▼

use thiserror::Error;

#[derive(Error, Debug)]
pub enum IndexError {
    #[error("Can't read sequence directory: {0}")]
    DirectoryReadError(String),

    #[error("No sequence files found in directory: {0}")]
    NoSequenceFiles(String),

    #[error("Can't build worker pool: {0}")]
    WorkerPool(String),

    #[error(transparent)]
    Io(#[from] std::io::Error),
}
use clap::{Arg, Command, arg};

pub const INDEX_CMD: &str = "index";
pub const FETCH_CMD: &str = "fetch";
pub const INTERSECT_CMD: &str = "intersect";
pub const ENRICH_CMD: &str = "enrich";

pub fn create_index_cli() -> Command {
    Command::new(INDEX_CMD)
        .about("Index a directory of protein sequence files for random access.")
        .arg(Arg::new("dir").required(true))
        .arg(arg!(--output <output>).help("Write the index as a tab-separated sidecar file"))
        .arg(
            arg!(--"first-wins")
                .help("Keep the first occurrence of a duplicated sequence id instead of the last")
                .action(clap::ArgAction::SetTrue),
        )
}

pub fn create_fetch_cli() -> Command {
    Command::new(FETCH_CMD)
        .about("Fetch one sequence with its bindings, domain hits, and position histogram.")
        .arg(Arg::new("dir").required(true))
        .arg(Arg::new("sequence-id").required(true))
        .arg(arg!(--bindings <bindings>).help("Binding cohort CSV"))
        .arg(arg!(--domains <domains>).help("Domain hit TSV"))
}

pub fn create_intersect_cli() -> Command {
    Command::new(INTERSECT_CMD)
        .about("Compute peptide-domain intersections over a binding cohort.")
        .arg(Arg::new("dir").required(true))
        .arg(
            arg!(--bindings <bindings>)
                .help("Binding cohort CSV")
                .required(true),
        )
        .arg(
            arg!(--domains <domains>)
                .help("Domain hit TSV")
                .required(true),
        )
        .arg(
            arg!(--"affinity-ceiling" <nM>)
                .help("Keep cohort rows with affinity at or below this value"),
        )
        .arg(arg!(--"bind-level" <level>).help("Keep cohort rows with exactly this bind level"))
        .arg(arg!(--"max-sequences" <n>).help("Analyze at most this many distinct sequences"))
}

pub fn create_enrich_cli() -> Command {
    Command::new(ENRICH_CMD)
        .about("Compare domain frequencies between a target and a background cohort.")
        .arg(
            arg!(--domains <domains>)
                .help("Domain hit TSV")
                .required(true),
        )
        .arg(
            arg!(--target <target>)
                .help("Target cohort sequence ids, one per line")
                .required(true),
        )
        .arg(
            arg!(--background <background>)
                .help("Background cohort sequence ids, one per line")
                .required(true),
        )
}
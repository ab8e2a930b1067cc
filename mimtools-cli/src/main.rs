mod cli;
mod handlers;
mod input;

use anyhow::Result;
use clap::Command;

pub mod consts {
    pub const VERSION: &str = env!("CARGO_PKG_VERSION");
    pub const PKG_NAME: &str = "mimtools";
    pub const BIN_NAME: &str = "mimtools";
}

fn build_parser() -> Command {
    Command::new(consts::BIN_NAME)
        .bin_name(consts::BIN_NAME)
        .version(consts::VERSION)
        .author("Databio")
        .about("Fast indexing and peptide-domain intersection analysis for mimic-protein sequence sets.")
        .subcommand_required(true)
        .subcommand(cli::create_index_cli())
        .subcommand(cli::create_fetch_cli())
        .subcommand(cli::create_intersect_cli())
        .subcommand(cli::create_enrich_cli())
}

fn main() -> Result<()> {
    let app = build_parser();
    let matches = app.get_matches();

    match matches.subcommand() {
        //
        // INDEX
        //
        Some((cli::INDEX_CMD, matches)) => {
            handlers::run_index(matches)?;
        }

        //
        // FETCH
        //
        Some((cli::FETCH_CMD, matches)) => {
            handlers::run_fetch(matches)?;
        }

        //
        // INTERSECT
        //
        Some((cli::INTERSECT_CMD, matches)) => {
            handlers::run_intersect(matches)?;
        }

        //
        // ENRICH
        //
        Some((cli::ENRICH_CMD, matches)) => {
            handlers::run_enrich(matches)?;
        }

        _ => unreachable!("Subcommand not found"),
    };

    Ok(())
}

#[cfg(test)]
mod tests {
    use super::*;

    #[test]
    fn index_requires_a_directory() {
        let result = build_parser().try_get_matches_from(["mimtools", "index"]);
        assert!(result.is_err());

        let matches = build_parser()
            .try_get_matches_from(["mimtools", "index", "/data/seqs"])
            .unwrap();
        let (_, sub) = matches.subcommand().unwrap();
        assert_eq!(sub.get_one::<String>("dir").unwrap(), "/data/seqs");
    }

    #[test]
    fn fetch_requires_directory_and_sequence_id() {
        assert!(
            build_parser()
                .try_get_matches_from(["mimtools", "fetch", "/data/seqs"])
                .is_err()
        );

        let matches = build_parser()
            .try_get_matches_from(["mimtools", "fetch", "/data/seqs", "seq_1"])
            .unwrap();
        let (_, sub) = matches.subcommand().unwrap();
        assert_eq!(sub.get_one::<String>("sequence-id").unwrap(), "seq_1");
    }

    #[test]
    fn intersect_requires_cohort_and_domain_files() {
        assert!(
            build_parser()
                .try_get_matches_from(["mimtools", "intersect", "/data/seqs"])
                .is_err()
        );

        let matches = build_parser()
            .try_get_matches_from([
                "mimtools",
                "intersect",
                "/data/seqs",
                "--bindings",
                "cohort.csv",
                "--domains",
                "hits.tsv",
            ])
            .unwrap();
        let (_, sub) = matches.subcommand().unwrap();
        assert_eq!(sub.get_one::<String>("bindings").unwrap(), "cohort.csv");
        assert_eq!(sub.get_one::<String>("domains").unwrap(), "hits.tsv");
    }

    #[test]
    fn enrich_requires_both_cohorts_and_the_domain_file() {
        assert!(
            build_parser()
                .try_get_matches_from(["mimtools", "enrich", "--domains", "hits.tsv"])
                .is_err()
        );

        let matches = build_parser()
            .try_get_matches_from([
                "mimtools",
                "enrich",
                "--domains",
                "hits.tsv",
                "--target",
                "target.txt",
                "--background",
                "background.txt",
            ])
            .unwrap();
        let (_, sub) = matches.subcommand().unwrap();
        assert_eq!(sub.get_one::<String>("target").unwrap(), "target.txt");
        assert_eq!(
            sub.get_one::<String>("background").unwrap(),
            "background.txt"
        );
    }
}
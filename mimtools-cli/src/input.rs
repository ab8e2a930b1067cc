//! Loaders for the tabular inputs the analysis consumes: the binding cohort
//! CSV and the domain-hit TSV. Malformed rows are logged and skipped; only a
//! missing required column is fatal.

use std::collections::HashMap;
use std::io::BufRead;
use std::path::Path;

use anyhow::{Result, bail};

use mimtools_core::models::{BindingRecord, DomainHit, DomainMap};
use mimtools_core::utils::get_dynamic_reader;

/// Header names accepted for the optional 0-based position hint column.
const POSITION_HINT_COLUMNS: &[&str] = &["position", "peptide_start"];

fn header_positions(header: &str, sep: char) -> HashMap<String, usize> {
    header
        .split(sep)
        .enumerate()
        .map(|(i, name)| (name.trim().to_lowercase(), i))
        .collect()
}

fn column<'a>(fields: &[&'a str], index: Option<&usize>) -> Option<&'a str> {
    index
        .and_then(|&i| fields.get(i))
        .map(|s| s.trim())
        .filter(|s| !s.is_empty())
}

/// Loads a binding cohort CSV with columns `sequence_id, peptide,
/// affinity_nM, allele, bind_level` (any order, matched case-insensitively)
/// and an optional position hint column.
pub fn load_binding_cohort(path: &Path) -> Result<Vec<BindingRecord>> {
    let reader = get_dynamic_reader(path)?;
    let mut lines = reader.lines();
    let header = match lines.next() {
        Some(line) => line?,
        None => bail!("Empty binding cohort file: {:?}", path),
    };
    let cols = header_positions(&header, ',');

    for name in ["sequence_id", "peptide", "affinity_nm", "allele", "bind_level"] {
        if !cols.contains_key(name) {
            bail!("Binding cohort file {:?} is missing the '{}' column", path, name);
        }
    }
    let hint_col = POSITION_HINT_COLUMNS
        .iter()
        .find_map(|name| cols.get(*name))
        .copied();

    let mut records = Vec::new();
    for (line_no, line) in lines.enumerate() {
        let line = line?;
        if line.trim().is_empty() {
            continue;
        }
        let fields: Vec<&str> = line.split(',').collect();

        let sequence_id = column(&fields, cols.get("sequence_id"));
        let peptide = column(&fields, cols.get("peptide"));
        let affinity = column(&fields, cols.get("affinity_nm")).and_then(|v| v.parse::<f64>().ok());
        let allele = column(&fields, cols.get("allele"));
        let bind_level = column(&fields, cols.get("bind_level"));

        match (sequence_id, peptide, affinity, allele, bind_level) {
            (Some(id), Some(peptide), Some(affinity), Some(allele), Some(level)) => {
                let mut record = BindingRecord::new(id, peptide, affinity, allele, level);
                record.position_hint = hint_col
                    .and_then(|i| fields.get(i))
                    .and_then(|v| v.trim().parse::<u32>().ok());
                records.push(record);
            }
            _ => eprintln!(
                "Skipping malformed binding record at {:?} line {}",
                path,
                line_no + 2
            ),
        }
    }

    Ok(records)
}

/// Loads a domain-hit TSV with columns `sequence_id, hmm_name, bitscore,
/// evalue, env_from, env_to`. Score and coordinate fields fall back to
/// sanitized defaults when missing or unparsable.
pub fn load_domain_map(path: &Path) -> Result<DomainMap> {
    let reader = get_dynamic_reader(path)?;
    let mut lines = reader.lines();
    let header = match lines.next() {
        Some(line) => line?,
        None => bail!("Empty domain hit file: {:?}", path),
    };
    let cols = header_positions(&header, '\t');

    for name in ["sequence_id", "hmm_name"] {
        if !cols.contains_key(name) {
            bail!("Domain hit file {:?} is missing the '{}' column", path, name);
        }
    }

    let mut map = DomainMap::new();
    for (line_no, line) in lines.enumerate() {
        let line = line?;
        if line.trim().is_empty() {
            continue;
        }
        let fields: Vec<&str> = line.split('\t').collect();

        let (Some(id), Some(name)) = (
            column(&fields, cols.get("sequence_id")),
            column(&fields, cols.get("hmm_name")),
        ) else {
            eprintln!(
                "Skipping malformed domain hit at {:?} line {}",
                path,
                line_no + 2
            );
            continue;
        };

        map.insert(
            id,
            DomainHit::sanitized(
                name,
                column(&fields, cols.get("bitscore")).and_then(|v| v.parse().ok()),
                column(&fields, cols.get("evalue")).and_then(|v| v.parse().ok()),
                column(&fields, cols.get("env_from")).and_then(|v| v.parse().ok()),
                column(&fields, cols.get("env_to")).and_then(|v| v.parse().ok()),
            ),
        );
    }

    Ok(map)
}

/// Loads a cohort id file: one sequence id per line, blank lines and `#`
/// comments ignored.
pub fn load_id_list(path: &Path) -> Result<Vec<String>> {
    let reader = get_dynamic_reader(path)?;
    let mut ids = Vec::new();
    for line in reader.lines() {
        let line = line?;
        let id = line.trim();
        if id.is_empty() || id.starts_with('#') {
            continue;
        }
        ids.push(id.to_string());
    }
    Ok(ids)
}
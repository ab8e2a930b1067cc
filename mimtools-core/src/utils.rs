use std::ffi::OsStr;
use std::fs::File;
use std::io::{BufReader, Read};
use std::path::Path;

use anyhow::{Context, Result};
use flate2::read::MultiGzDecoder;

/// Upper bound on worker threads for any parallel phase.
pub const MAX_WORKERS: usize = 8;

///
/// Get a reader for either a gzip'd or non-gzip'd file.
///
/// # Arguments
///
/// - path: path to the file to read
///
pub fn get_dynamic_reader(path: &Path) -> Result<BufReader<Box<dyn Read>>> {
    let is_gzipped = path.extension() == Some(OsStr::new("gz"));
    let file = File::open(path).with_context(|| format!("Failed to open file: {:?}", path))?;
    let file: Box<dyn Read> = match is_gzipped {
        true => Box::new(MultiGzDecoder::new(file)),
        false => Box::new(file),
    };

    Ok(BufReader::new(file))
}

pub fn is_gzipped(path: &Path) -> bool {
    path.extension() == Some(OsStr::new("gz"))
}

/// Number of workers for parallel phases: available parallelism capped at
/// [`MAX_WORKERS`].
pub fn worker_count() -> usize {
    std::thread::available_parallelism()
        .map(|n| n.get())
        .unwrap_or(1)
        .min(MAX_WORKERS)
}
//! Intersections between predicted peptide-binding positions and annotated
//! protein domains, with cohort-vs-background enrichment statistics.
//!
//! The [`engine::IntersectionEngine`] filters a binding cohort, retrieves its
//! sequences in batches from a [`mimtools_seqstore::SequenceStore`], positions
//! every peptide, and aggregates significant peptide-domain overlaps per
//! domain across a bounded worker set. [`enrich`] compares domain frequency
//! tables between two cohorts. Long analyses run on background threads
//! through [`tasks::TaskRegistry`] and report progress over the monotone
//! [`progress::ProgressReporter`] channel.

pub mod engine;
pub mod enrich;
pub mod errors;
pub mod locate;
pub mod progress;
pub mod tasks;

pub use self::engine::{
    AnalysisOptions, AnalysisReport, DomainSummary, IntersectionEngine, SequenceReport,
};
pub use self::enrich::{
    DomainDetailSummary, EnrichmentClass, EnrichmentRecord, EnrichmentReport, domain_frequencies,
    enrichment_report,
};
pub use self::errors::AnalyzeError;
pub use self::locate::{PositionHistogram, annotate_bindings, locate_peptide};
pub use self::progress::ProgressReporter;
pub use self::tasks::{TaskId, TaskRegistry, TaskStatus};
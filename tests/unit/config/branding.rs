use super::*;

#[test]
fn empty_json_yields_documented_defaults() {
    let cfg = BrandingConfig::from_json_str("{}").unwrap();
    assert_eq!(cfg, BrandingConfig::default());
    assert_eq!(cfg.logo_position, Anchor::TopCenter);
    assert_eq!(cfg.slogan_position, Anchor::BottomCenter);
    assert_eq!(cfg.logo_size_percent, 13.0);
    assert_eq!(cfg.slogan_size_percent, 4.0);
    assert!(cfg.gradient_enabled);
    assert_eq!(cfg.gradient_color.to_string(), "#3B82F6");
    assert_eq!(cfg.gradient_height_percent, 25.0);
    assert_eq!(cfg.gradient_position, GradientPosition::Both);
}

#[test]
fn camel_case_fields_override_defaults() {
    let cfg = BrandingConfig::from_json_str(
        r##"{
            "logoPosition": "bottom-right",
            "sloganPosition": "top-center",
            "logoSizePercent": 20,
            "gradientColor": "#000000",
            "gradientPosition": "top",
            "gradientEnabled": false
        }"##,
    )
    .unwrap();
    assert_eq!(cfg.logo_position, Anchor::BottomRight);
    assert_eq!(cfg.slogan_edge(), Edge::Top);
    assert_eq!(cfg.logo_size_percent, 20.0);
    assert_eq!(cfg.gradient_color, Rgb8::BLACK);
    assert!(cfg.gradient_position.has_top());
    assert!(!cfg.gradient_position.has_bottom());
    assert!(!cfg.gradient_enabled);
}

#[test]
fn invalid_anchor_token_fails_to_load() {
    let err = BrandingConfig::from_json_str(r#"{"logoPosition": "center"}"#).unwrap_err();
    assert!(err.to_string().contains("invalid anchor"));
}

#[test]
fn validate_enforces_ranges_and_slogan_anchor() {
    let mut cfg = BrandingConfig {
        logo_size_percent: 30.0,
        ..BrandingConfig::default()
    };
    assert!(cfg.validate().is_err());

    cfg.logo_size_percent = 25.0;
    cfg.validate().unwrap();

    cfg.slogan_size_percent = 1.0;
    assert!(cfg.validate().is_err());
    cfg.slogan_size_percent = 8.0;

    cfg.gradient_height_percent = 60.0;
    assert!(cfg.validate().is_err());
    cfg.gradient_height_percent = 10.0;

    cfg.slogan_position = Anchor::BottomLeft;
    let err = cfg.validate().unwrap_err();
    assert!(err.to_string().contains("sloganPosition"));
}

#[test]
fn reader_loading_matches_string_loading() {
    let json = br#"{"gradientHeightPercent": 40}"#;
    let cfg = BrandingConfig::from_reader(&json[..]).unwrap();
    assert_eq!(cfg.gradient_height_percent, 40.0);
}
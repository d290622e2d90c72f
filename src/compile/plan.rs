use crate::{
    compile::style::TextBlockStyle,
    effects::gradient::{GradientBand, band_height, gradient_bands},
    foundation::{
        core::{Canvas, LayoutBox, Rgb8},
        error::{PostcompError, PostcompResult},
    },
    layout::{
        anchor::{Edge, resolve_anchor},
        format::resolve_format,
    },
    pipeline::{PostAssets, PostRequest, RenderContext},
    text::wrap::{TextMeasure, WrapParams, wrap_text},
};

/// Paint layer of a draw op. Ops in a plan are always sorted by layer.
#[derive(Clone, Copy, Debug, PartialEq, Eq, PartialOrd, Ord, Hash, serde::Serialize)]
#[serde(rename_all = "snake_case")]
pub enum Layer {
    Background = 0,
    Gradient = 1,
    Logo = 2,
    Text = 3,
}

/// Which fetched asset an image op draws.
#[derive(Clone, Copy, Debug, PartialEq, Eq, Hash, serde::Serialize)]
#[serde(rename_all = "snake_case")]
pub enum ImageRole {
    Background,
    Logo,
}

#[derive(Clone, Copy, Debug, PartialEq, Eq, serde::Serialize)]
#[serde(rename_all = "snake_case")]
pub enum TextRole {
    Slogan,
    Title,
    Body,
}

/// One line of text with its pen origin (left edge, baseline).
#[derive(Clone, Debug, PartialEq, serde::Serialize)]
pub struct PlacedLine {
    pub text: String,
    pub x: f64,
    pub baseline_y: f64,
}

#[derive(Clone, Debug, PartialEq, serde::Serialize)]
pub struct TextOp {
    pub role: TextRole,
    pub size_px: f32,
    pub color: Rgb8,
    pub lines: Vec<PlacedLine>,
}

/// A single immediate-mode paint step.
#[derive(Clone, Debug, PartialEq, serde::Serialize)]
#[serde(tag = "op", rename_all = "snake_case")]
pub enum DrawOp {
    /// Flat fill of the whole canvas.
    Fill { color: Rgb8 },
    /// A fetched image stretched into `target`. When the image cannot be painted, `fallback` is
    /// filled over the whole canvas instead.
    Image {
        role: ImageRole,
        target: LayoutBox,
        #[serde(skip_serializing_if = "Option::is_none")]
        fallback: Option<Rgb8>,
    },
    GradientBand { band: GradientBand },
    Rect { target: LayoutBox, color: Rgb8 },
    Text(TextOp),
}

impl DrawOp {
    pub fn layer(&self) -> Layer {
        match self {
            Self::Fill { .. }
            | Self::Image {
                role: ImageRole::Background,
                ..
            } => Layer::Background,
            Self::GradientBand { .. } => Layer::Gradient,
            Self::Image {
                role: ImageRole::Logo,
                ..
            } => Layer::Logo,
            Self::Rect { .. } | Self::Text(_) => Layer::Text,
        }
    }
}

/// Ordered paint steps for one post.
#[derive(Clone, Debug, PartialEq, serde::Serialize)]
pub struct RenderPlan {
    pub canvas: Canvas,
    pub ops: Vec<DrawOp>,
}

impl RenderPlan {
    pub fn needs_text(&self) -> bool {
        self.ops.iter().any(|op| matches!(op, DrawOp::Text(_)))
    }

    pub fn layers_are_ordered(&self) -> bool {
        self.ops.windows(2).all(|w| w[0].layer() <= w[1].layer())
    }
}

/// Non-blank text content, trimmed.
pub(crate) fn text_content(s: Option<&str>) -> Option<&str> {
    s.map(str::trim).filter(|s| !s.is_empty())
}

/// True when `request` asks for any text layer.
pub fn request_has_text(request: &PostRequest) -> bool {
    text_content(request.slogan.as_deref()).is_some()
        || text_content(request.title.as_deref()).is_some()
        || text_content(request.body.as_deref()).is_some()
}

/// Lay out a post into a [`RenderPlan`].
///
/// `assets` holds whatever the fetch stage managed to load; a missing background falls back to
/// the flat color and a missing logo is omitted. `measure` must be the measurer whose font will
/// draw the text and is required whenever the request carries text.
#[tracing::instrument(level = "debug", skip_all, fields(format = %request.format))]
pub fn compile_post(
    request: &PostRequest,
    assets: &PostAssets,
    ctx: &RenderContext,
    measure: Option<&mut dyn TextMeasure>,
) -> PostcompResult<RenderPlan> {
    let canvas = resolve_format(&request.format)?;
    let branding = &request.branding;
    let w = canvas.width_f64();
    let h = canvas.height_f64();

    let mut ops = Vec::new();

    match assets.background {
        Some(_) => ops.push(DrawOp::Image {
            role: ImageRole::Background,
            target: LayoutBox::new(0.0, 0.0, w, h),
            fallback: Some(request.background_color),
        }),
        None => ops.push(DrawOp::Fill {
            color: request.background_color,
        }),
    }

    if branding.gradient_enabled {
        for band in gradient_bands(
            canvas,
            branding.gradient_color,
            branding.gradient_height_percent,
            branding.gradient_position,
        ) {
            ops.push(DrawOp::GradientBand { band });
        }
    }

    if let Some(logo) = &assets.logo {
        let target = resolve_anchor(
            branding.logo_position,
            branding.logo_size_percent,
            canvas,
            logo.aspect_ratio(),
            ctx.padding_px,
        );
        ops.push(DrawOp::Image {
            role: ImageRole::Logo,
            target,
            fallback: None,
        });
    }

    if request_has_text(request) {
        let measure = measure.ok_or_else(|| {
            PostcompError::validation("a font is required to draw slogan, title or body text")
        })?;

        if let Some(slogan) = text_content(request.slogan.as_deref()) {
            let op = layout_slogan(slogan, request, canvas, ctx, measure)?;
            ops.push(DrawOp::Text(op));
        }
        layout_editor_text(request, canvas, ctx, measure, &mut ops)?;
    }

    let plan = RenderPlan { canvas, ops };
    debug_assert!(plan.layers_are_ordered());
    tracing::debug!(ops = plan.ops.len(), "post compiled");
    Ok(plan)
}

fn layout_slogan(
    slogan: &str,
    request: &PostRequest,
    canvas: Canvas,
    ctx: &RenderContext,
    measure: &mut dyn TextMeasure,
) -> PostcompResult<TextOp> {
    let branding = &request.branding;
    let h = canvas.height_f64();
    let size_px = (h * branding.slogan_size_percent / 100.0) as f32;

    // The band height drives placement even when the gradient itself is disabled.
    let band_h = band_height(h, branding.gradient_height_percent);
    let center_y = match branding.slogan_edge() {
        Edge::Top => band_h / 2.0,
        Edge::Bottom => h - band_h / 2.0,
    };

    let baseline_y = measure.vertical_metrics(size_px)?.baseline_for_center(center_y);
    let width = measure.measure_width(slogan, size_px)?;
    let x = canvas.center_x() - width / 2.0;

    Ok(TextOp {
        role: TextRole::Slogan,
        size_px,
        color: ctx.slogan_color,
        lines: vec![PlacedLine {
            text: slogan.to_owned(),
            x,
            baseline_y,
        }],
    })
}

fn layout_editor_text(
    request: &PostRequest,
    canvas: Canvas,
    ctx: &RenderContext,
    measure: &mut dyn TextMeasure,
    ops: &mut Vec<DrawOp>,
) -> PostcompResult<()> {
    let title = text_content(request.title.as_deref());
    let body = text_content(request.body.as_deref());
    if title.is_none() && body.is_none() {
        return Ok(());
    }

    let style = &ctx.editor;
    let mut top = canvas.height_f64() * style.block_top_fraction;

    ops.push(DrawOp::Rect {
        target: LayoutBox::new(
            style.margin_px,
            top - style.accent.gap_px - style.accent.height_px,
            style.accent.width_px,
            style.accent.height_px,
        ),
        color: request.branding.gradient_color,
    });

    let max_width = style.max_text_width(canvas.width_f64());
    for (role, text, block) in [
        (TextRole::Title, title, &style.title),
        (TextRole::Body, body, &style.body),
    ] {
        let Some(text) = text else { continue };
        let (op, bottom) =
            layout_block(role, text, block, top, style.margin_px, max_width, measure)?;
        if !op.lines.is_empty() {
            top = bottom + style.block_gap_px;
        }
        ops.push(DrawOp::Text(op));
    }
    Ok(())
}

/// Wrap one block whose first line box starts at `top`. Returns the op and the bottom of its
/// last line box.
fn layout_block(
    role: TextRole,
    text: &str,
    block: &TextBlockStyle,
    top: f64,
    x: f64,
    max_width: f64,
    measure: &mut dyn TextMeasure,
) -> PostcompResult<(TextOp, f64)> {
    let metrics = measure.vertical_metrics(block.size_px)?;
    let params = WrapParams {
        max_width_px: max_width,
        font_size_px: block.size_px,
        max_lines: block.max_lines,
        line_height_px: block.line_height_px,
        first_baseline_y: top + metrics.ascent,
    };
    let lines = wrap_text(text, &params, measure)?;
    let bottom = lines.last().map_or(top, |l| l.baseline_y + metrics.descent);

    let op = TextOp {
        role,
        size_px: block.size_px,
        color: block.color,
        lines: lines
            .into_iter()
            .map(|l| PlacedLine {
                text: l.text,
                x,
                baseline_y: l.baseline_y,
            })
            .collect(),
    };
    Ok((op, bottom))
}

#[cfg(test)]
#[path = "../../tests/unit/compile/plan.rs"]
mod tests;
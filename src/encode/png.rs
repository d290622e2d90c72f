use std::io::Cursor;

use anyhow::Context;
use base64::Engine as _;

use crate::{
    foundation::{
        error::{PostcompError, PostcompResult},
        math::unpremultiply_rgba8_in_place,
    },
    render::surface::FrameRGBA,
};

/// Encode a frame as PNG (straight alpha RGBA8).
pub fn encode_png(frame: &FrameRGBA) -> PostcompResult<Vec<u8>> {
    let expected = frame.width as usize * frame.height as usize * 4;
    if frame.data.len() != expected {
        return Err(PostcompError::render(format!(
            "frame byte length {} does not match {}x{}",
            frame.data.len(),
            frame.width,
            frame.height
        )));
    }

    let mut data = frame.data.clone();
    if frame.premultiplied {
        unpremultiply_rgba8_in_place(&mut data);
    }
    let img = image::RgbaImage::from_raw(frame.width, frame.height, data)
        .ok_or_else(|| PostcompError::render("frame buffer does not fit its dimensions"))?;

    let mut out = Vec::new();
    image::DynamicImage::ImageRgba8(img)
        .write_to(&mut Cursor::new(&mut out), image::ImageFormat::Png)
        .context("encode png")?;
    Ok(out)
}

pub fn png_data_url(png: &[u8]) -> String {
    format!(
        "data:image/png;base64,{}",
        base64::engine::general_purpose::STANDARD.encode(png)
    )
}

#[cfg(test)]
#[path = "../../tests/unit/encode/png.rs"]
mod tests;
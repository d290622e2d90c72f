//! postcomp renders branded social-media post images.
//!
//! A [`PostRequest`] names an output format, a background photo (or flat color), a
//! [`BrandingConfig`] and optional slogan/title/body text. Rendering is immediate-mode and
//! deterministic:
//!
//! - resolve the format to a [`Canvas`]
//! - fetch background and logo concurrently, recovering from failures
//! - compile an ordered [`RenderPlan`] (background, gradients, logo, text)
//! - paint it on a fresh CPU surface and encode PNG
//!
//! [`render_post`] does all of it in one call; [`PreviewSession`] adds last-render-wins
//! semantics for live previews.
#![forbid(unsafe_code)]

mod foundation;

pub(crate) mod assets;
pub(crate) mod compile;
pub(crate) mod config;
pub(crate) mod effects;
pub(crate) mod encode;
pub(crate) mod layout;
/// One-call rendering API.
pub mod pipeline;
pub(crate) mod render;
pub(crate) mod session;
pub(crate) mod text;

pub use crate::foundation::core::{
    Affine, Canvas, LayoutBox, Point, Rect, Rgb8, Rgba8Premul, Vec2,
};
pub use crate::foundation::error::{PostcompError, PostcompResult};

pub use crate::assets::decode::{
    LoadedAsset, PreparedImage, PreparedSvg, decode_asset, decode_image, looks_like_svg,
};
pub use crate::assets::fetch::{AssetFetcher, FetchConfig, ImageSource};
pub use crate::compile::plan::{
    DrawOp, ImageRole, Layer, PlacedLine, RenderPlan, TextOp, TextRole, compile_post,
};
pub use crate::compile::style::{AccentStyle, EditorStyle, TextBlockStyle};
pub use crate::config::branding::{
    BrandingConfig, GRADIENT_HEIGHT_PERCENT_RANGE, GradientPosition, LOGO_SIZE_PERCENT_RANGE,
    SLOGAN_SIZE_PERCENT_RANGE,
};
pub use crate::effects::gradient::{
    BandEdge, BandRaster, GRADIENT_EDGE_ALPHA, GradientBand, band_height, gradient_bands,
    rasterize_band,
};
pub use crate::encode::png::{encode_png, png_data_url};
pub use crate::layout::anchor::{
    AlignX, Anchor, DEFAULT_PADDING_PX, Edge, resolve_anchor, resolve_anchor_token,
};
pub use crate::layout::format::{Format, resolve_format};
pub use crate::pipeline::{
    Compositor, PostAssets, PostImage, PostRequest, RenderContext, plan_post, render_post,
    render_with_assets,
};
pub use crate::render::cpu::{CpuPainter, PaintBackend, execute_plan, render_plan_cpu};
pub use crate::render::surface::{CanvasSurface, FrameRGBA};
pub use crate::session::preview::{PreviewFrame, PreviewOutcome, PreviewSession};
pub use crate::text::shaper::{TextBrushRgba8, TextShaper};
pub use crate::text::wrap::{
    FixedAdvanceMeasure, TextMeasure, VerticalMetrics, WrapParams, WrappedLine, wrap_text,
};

▲

TASK DESCRIPTION:
Up to and including the line with "the first occurrence", repeat the entries exactly, beginning at their first line.

WRITTEN SOLUTION:
use thiserror::Error;

#[derive(Error, Debug)]
pub enum IndexError {
    #[error("Can't read sequence directory: {0}")]
    DirectoryReadError(String),

    #[error("No sequence files found in directory: {0}")]
    NoSequenceFiles(String),

    #[error("Can't build worker pool: {0}")]
    WorkerPool(String),

    #[error(transparent)]
    Io(#[from] std::io::Error),
}
use clap::{Arg, Command, arg};

pub const INDEX_CMD: &str = "index";
pub const FETCH_CMD: &str = "fetch";
pub const INTERSECT_CMD: &str = "intersect";
pub const ENRICH_CMD: &str = "enrich";

pub fn create_index_cli() -> Command {
    Command::new(INDEX_CMD)
        .about("Index a directory of protein sequence files for random access.")
        .arg(Arg::new("dir").required(true))
        .arg(arg!(--output <output>).help("Write the index as a tab-separated sidecar file"))
        .arg(
            arg!(--"first-wins")
                .help("Keep the first occurrence of a duplicated sequence id instead of the last")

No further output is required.